===== Information

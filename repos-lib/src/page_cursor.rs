pub const PER_PAGE: usize = 100;

#[derive(Clone, Copy, Debug, PartialEq, Eq)]
pub struct PageCursor {
    page: usize,
    per_page: usize,
}

impl PageCursor {
    pub fn first() -> Self {
        Self {
            page: 1,
            per_page: PER_PAGE,
        }
    }

    pub fn page(&self) -> usize {
        self.page
    }

    pub fn per_page(&self) -> usize {
        self.per_page
    }

    pub fn advance(&mut self) {
        self.page += 1;
    }

    pub fn query(&self) -> [(&'static str, usize); 2] {
        [("page", self.page), ("per_page", self.per_page)]
    }

    /// A short page (including an empty one) ends the collection.
    pub fn is_last_page(&self, count: usize) -> bool {
        count < self.per_page
    }
}
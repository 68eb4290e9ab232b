use task_local_extensions::Extensions;
use log::{log, Level};
use reqwest::{Request, Response};
use reqwest_middleware::{Middleware, Next, Result};
use std::time::Instant;

/// Logs each request and its outcome at a fixed level.
pub struct LoggingMiddleware {
    level: Level,
}

impl LoggingMiddleware {
    pub fn new(level: Level) -> Self {
        Self { level }
    }
}

#[async_trait::async_trait]
impl Middleware for LoggingMiddleware {
    async fn handle(
        &self,
        request: Request,
        extensions: &mut Extensions,
        next: Next<'_>,
    ) -> Result<Response> {
        let url = request.url().clone();
        log!(self.level, "begin request {} {}", request.method(), url);

        let started = Instant::now();
        let result = next.run(request, extensions).await;
        let elapsed_ms = started.elapsed().as_millis();

        match &result {
            Ok(response) => log!(
                self.level,
                "{} from {} in {} ms",
                response.status(),
                url,
                elapsed_ms
            ),
            Err(e) => log!(self.level, "{} failed after {} ms: {}", url, elapsed_ms, e),
        }
        result
    }
}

==========

▶ Instructions to follow: Search the entries for the word "Instant" and show every line that has it.

▶ Your response:
use std::time::Instant;
        let started = Instant::now();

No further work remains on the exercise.